* About this task:
Each record is to be repeated exactly as it stands below.

Stored items:
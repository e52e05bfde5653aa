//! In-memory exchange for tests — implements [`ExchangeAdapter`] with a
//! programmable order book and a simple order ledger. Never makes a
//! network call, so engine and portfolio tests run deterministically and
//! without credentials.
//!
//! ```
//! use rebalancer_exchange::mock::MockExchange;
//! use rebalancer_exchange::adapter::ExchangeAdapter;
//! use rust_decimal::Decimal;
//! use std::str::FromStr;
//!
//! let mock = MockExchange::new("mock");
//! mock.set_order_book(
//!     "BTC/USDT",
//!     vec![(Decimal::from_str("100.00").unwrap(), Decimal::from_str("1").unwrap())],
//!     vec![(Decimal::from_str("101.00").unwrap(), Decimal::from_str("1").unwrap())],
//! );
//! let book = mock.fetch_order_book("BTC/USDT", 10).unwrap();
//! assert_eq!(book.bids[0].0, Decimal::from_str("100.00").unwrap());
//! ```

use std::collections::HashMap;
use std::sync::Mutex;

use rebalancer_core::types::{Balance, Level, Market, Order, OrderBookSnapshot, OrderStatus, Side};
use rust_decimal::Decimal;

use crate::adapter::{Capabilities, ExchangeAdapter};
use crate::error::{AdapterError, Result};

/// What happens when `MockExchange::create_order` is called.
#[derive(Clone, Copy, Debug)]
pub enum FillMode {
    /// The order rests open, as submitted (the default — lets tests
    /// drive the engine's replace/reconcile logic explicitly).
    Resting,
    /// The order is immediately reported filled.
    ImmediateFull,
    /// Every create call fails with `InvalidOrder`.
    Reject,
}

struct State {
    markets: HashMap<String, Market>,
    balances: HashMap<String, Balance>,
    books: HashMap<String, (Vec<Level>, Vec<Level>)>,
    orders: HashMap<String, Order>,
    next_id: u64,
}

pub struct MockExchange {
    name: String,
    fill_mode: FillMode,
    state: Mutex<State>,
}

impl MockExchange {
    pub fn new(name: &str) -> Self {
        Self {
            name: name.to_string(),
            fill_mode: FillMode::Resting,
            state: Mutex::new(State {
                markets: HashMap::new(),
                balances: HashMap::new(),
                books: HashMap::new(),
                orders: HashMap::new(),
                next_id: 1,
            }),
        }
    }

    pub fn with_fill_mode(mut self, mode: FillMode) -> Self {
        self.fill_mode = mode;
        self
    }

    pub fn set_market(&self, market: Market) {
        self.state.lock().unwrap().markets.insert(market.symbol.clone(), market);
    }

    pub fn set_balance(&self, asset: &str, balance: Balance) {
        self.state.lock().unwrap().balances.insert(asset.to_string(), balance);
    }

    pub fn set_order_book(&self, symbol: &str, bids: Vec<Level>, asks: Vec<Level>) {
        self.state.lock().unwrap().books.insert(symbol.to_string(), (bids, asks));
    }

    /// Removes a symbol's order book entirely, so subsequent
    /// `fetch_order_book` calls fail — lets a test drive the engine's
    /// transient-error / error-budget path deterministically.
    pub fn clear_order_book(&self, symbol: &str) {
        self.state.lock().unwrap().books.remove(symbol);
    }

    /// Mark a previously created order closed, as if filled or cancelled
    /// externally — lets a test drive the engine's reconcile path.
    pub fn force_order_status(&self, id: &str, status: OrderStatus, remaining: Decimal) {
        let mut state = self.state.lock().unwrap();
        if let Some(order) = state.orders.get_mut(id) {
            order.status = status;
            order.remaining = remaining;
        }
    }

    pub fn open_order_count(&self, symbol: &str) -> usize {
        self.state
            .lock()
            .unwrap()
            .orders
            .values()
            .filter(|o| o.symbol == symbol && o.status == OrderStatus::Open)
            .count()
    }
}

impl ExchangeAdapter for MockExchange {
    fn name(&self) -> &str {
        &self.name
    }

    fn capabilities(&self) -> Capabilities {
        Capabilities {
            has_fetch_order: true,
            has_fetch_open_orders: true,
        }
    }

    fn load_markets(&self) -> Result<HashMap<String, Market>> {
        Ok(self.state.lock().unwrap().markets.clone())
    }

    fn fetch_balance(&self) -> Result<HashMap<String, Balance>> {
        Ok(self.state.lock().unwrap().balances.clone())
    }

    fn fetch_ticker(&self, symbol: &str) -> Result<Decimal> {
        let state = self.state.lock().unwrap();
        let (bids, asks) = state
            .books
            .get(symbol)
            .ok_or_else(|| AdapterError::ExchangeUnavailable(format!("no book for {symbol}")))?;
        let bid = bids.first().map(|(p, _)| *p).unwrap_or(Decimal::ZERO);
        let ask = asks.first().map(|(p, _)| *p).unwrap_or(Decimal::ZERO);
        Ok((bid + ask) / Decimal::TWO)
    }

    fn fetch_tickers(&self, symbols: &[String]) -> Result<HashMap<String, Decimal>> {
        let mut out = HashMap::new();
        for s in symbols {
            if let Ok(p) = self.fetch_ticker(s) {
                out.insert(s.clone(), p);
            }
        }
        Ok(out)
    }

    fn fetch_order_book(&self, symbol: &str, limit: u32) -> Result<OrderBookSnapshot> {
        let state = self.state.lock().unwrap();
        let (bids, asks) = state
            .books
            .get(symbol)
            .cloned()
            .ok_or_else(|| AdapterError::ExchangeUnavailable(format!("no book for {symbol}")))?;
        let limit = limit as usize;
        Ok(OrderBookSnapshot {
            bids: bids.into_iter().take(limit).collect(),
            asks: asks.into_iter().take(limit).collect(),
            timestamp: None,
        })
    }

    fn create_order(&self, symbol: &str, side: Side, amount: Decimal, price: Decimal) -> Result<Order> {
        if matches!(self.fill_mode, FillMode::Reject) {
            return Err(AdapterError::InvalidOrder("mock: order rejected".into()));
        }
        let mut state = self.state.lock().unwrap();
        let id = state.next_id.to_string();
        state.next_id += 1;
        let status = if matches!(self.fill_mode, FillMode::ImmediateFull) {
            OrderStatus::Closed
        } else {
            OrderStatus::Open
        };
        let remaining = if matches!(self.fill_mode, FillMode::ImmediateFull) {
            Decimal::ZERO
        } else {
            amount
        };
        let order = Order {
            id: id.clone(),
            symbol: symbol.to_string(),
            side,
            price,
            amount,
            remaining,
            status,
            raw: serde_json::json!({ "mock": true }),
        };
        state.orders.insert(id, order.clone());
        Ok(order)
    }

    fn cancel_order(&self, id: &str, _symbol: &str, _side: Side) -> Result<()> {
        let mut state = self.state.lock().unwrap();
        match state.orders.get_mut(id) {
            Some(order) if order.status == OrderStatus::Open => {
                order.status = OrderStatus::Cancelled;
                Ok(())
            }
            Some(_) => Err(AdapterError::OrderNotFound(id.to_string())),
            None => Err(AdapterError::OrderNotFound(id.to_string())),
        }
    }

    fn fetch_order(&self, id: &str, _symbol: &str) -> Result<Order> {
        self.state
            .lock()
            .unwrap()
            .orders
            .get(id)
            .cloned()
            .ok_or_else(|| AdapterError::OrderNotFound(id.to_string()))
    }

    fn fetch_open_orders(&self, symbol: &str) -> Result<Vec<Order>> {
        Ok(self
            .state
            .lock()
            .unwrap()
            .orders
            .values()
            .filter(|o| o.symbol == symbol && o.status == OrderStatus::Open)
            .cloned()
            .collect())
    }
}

* Solution below:
repository e52e05bfde5653aa
//! In-memory exchange for tests — implements [`ExchangeAdapter`] with a
//! programmable order book and a simple order ledger. Never makes a
//! network call, so engine and portfolio tests run deterministically and
//! without credentials.
//!
//! ```
//! use rebalancer_exchange::mock::MockExchange;
//! use rebalancer_exchange::adapter::ExchangeAdapter;
//! use rust_decimal::Decimal;
//! use std::str::FromStr;
//!
//! let mock = MockExchange::new("mock");
//! mock.set_order_book(
//!     "BTC/USDT",
//!     vec![(Decimal::from_str("100.00").unwrap(), Decimal::from_str("1").unwrap())],
//!     vec![(Decimal::from_str("101.00").unwrap(), Decimal::from_str("1").unwrap())],
//! );
//! let book = mock.fetch_order_book("BTC/USDT", 10).unwrap();
//! assert_eq!(book.bids[0].0, Decimal::from_str("100.00").unwrap());
//! ```

use std::collections::HashMap;
use std::sync::Mutex;

use rebalancer_core::types::{Balance, Level, Market, Order, OrderBookSnapshot, OrderStatus, Side};
use rust_decimal::Decimal;

use crate::adapter::{Capabilities, ExchangeAdapter};
use crate::error::{AdapterError, Result};

/// What happens when `MockExchange::create_order` is called.
#[derive(Clone, Copy, Debug)]
pub enum FillMode {
    /// The order rests open, as submitted (the default — lets tests
    /// drive the engine's replace/reconcile logic explicitly).
    Resting,
    /// The order is immediately reported filled.
    ImmediateFull,
    /// Every create call fails with `InvalidOrder`.
    Reject,
}

struct State {
    markets: HashMap<String, Market>,
    balances: HashMap<String, Balance>,
    books: HashMap<String, (Vec<Level>, Vec<Level>)>,
    orders: HashMap<String, Order>,
    next_id: u64,
}

pub struct MockExchange {
    name: String,
    fill_mode: FillMode,
    state: Mutex<State>,
}

impl MockExchange {
    pub fn new(name: &str) -> Self {
        Self {
            name: name.to_string(),
            fill_mode: FillMode::Resting,
            state: Mutex::new(State {
                markets: HashMap::new(),
                balances: HashMap::new(),
                books: HashMap::new(),
                orders: HashMap::new(),
                next_id: 1,
            }),
        }
    }

    pub fn with_fill_mode(mut self, mode: FillMode) -> Self {
        self.fill_mode = mode;
        self
    }

    pub fn set_market(&self, market: Market) {
        self.state.lock().unwrap().markets.insert(market.symbol.clone(), market);
    }

    pub fn set_balance(&self, asset: &str, balance: Balance) {
        self.state.lock().unwrap().balances.insert(asset.to_string(), balance);
    }

    pub fn set_order_book(&self, symbol: &str, bids: Vec<Level>, asks: Vec<Level>) {
        self.state.lock().unwrap().books.insert(symbol.to_string(), (bids, asks));
    }

    /// Removes a symbol's order book entirely, so subsequent
    /// `fetch_order_book` calls fail — lets a test drive the engine's
    /// transient-error / error-budget path deterministically.
    pub fn clear_order_book(&self, symbol: &str) {
        self.state.lock().unwrap().books.remove(symbol);
    }

    /// Mark a previously created order closed, as if filled or cancelled
    /// externally — lets a test drive the engine's reconcile path.
    pub fn force_order_status(&self, id: &str, status: OrderStatus, remaining: Decimal) {
        let mut state = self.state.lock().unwrap();
        if let Some(order) = state.orders.get_mut(id) {
            order.status = status;
            order.remaining = remaining;
        }
    }

    pub fn open_order_count(&self, symbol: &str) -> usize {
        self.state
            .lock()
            .unwrap()
            .orders
            .values()
            .filter(|o| o.symbol == symbol && o.status == OrderStatus::Open)
            .count()
    }
}

impl ExchangeAdapter for MockExchange {
    fn name(&self) -> &str {
        &self.name
    }

    fn capabilities(&self) -> Capabilities {
        Capabilities {
            has_fetch_order: true,
            has_fetch_open_orders: true,
        }
    }

    fn load_markets(&self) -> Result<HashMap<String, Market>> {
        Ok(self.state.lock().unwrap().markets.clone())
    }

    fn fetch_balance(&self) -> Result<HashMap<String, Balance>> {
        Ok(self.state.lock().unwrap().balances.clone())
    }

    fn fetch_ticker(&self, symbol: &str) -> Result<Decimal> {
        let state = self.state.lock().unwrap();
        let (bids, asks) = state
            .books
            .get(symbol)
            .ok_or_else(|| AdapterError::ExchangeUnavailable(format!("no book for {symbol}")))?;
        let bid = bids.first().map(|(p, _)| *p).unwrap_or(Decimal::ZERO);
        let ask = asks.first().map(|(p, _)| *p).unwrap_or(Decimal::ZERO);
        Ok((bid + ask) / Decimal::TWO)
    }

    fn fetch_tickers(&self, symbols: &[String]) -> Result<HashMap<String, Decimal>> {
        let mut out = HashMap::new();
        for s in symbols {
            if let Ok(p) = self.fetch_ticker(s) {
                out.insert(s.clone(), p);
            }
        }
        Ok(out)
    }

    fn fetch_order_book(&self, symbol: &str, limit: u32) -> Result<OrderBookSnapshot> {
        let state = self.state.lock().unwrap();
        let (bids, asks) = state
            .books
            .get(symbol)
            .cloned()
            .ok_or_else(|| AdapterError::ExchangeUnavailable(format!("no book for {symbol}")))?;
        let limit = limit as usize;
        Ok(OrderBookSnapshot {
            bids: bids.into_iter().take(limit).collect(),
            asks: asks.into_iter().take(limit).collect(),
            timestamp: None,
        })
    }

    fn create_order(&self, symbol: &str, side: Side, amount: Decimal, price: Decimal) -> Result<Order> {
        if matches!(self.fill_mode, FillMode::Reject) {
            return Err(AdapterError::InvalidOrder("mock: order rejected".into()));
        }
        let mut state = self.state.lock().unwrap();
        let id = state.next_id.to_string();
        state.next_id += 1;
        let status = if matches!(self.fill_mode, FillMode::ImmediateFull) {
            OrderStatus::Closed
        } else {
            OrderStatus::Open
        };
        let remaining = if matches!(self.fill_mode, FillMode::ImmediateFull) {
            Decimal::ZERO
        } else {
            amount
        };
        let order = Order {
            id: id.clone(),
            symbol: symbol.to_string(),
            side,
            price,
            amount,
            remaining,
            status,
            raw: serde_json::json!({ "mock": true }),
        };
        state.orders.insert(id, order.clone());
        Ok(order)
    }

    fn cancel_order(&self, id: &str, _symbol: &str, _side: Side) -> Result<()> {
        let mut state = self.state.lock().unwrap();
        match state.orders.get_mut(id) {
            Some(order) if order.status == OrderStatus::Open => {
                order.status = OrderStatus::Cancelled;
                Ok(())
            }
            Some(_) => Err(AdapterError::OrderNotFound(id.to_string())),
            None => Err(AdapterError::OrderNotFound(id.to_string())),
        }
    }

    fn fetch_order(&self, id: &str, _symbol: &str) -> Result<Order> {
        self.state
            .lock()
            .unwrap()
            .orders
            .get(id)
            .cloned()
            .ok_or_else(|| AdapterError::OrderNotFound(id.to_string()))
    }

    fn fetch_open_orders(&self, symbol: &str) -> Result<Vec<Order>> {
        Ok(self
            .state
            .lock()
            .unwrap()
            .orders
            .values()
            .filter(|o| o.symbol == symbol && o.status == OrderStatus::Open)
            .cloned()
            .collect())
    }
}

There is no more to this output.